Being a family caregiver is a 24/7 job.  It’s probably one of the most difficult and thankless jobs one can do.  The stress level is off the charts, the pay is non-existent and trying to make time for you is next to impossible.

We become caregivers for several reasons: need, duty, personality type, but mostly because we love the person who needs care and we want to support them through whatever it is that they are going through.  It’s this final reason that keeps us showing up, even on the most difficult days.

Caring for another person can and will take its toll on us emotionally and physically if we do not FIRST take care of ourselves.  Self-care is the biggest conundrum we face as caregivers as the majority of our time and energy is focused on the needs of othersIn truth, if we do not take the time to take care of ourselves first we become less effective at caring for others which can create more problems than we already face as we try to manage the needs of others.

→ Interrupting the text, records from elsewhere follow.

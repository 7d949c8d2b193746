//! Comment data model
//!
//! `CommentItem` is the externally supplied, time-stamped comment.
//! `CommentType` picks the lane family, `BlockKind` is what a user can filter.

use std::path::Path;

use serde::{Deserialize, Serialize};

use super::options::OptionsError;

/// Lane family a comment is displayed in
#[derive(Debug, Clone, Copy, PartialEq, Eq, Hash, Serialize, Deserialize, Default)]
#[serde(rename_all = "snake_case")]
pub enum CommentType {
    /// Scrolls right to left across the viewport
    #[default]
    Scroll,
    /// Pinned to the top of the viewport
    Top,
    /// Pinned to the bottom of the viewport
    Bottom,
}

impl CommentType {
    pub fn all() -> [CommentType; 3] {
        [CommentType::Scroll, CommentType::Top, CommentType::Bottom]
    }

    /// The filter category matching this family
    pub fn block_kind(self) -> BlockKind {
        match self {
            CommentType::Scroll => BlockKind::Scroll,
            CommentType::Top => BlockKind::Top,
            CommentType::Bottom => BlockKind::Bottom,
        }
    }
}

impl std::fmt::Display for CommentType {
    fn fmt(&self, f: &mut std::fmt::Formatter<'_>) -> std::fmt::Result {
        match self {
            CommentType::Scroll => write!(f, "scroll"),
            CommentType::Top => write!(f, "top"),
            CommentType::Bottom => write!(f, "bottom"),
        }
    }
}

/// Comment categories that can be blocked
#[derive(Debug, Clone, Copy, PartialEq, Eq, Hash, PartialOrd, Ord, Serialize, Deserialize)]
#[serde(rename_all = "snake_case")]
pub enum BlockKind {
    Scroll,
    Top,
    Bottom,
    /// Comments carrying a color outside the palette
    Color,
}

impl std::fmt::Display for BlockKind {
    fn fmt(&self, f: &mut std::fmt::Formatter<'_>) -> std::fmt::Result {
        match self {
            BlockKind::Scroll => write!(f, "scroll"),
            BlockKind::Top => write!(f, "top"),
            BlockKind::Bottom => write!(f, "bottom"),
            BlockKind::Color => write!(f, "color"),
        }
    }
}

/// A single timed comment
#[derive(Debug, Clone, PartialEq, Serialize, Deserialize, Default)]
#[serde(rename_all = "camelCase")]
pub struct CommentItem {
    /// Playback time in seconds at which the comment starts appearing
    pub time: f64,
    pub text: String,
    #[serde(rename = "type", default)]
    pub kind: CommentType,
    #[serde(default, skip_serializing_if = "Option::is_none")]
    pub color: Option<String>,
    /// Bypass spacing/saturation rejection and displace the lane occupant
    #[serde(default)]
    pub force: bool,
    /// Authored locally
    #[serde(default)]
    pub is_me: bool,
}

impl CommentItem {
    pub fn new(time: f64, text: impl Into<String>) -> Self {
        Self {
            time,
            text: text.into(),
            ..Default::default()
        }
    }

    pub fn with_kind(mut self, kind: CommentType) -> Self {
        self.kind = kind;
        self
    }

    pub fn with_color(mut self, color: impl Into<String>) -> Self {
        self.color = Some(color.into());
        self
    }

    pub fn forced(mut self) -> Self {
        self.force = true;
        self
    }
}

/// Load a JSON array of comments
///
/// Entries are kept in file order; the scheduler expects them time-ascending.
pub fn load_comments(path: &Path) -> Result<Vec<CommentItem>, OptionsError> {
    let content = std::fs::read_to_string(path).map_err(|e| OptionsError::Io(e.to_string()))?;
    let items: Vec<CommentItem> =
        serde_json::from_str(&content).map_err(|e| OptionsError::Parse(e.to_string()))?;
    if items.windows(2).any(|w| w[1].time < w[0].time) {
        tracing::warn!(
            "Comments in {:?} are not time-ascending, late entries may be skipped",
            path
        );
    }
    Ok(items)
}

/// Lowercased bytes of a CSS color with 3-digit hex expanded
///
/// `#fff` and `#FFFFFF` yield the same bytes; non-hex strings are only
/// lowercased.
fn color_bytes(color: &str) -> impl Iterator<Item = u8> + '_ {
    let color = color.trim();
    let short_hex = color.len() == 4
        && color.starts_with('#')
        && color.bytes().skip(1).all(|b| b.is_ascii_hexdigit());
    let repeat = if short_hex { 2 } else { 1 };
    color.bytes().enumerate().flat_map(move |(i, b)| {
        std::iter::repeat_n(b.to_ascii_lowercase(), if i == 0 { 1 } else { repeat })
    })
}

/// Whether `color` belongs to the palette
///
/// Palette colors are exempt from color blocking. Compares without
/// allocating, so it is safe on the insertion path.
pub fn is_default_color(color: &str, palette: &[String]) -> bool {
    palette
        .iter()
        .any(|entry| color_bytes(entry).eq(color_bytes(color)))
}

I (again) realized this the several years ago, after a long holiday weekend, I found myself up most of the night very sick (I won’t go into details let’s just say it wasn’t pretty).  The next morning I had a long list of things I needed to do to help my aunt who is recovering from surgery, however; I realized when I tried to get up after only a few hours of sleep I was so exhausted that I couldn’t get my body nor my brain to function sufficiently enough to take care of the things that needed to get done, so I climbed back into bed and slept for another few hours.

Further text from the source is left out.